Of the entries below, return only those lines from the line with "pub struct PublicApiClient" to the line with "new public client.", exactly, both included.
——————
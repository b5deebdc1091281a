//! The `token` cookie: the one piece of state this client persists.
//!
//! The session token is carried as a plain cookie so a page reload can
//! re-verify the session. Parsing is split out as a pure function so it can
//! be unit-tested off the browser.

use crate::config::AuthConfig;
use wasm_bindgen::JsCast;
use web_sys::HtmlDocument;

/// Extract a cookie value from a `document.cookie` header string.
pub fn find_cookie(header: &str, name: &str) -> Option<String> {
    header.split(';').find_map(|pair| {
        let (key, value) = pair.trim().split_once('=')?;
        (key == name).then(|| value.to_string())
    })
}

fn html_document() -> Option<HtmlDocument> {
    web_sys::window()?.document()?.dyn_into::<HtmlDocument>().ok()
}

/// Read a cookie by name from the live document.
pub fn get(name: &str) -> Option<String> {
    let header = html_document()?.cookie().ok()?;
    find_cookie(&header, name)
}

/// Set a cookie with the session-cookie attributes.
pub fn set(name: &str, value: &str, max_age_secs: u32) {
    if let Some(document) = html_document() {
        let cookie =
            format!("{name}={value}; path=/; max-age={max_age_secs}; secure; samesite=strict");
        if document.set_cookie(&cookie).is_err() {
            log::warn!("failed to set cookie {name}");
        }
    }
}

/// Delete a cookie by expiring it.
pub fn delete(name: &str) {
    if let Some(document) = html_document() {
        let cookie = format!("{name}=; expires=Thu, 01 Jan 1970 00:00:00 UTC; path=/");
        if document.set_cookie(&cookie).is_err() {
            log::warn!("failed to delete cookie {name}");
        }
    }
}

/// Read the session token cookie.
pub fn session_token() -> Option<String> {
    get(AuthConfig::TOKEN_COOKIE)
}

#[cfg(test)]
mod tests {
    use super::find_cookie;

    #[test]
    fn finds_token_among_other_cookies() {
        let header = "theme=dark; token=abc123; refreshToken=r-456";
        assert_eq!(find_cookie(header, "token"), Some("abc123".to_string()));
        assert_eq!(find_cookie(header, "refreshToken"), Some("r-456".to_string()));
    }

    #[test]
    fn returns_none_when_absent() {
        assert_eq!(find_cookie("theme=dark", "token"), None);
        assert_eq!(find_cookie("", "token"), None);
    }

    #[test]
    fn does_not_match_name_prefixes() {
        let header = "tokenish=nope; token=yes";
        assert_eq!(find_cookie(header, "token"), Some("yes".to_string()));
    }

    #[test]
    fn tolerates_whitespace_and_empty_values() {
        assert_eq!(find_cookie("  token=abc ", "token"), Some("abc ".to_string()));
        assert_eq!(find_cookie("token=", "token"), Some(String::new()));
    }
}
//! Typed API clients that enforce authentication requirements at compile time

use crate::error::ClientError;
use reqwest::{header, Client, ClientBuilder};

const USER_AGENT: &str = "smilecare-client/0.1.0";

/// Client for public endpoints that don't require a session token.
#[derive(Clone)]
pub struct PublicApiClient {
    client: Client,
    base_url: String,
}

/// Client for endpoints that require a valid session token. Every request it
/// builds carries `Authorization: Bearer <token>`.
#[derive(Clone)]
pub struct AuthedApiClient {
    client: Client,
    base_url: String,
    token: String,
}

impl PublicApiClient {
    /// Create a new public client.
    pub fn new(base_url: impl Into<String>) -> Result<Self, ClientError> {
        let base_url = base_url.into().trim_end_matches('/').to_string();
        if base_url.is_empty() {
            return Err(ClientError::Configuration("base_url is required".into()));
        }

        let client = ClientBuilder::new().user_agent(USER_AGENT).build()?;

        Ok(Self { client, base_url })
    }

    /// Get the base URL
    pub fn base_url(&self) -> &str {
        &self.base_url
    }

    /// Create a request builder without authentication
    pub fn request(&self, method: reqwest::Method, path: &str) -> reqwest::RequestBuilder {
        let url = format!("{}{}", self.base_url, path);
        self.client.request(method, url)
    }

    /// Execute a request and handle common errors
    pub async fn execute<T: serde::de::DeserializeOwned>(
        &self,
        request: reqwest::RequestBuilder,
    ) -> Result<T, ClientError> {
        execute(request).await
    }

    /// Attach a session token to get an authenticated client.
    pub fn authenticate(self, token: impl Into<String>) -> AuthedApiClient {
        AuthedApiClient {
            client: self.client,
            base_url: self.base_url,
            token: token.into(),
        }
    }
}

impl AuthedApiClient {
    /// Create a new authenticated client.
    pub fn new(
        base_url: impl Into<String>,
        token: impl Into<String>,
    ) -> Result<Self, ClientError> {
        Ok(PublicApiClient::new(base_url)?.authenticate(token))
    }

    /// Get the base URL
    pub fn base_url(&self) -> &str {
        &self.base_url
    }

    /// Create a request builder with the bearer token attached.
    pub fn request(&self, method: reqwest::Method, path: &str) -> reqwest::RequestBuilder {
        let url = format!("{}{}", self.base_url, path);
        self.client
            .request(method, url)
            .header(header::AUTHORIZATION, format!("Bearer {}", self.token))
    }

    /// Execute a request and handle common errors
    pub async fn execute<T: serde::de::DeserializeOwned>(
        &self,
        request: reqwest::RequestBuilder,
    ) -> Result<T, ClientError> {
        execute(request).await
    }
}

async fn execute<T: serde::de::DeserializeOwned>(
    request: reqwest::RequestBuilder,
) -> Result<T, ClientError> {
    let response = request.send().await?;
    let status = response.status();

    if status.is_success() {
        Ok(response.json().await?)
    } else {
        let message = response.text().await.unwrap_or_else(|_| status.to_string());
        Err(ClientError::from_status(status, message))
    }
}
——————
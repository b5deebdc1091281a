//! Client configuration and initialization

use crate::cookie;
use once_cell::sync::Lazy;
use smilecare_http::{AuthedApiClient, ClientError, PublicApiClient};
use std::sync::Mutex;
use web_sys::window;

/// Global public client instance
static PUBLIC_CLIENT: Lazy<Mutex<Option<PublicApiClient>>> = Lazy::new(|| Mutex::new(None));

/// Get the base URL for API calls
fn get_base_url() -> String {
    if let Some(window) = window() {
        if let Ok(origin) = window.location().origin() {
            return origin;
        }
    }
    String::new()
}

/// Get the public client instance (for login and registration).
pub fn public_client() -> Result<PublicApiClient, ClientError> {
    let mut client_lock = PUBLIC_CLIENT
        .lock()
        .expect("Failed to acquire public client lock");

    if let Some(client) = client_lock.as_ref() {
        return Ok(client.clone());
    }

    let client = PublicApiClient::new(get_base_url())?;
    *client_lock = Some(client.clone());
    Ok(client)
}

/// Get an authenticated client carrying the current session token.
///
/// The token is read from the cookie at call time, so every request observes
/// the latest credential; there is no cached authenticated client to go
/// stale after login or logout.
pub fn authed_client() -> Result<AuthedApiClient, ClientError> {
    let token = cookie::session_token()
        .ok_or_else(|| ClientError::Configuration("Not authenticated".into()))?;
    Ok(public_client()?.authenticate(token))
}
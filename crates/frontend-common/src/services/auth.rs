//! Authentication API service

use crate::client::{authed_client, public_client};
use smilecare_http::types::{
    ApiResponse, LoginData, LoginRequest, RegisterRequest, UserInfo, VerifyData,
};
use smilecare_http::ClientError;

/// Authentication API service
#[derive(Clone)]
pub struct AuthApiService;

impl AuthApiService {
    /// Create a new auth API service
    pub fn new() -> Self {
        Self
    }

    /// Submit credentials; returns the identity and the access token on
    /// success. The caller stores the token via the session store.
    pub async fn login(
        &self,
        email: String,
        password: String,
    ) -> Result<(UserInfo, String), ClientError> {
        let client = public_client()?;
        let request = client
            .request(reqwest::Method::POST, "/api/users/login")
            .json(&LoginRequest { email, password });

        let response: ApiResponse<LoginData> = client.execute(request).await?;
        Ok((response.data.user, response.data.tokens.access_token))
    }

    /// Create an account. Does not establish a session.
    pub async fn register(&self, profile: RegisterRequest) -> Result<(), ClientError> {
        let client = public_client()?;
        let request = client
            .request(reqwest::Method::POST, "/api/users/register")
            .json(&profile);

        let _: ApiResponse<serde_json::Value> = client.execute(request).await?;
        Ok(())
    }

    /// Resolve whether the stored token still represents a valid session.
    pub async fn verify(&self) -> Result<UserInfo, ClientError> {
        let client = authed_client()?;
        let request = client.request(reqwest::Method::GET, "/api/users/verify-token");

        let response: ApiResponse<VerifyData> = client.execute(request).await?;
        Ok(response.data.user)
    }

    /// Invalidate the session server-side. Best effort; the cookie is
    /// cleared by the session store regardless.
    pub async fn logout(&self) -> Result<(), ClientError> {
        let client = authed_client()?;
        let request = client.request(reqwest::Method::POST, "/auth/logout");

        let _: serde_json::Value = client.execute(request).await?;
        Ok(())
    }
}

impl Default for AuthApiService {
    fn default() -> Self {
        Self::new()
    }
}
——————
SOLUTION FOR THIS PROBLEM:
pub struct PublicApiClient {
    client: Client,
    base_url: String,
}

/// Client for endpoints that require a valid session token. Every request it
/// builds carries `Authorization: Bearer <token>`.
#[derive(Clone)]
pub struct AuthedApiClient {
    client: Client,
    base_url: String,
    token: String,
}

impl PublicApiClient {
    /// Create a new public client.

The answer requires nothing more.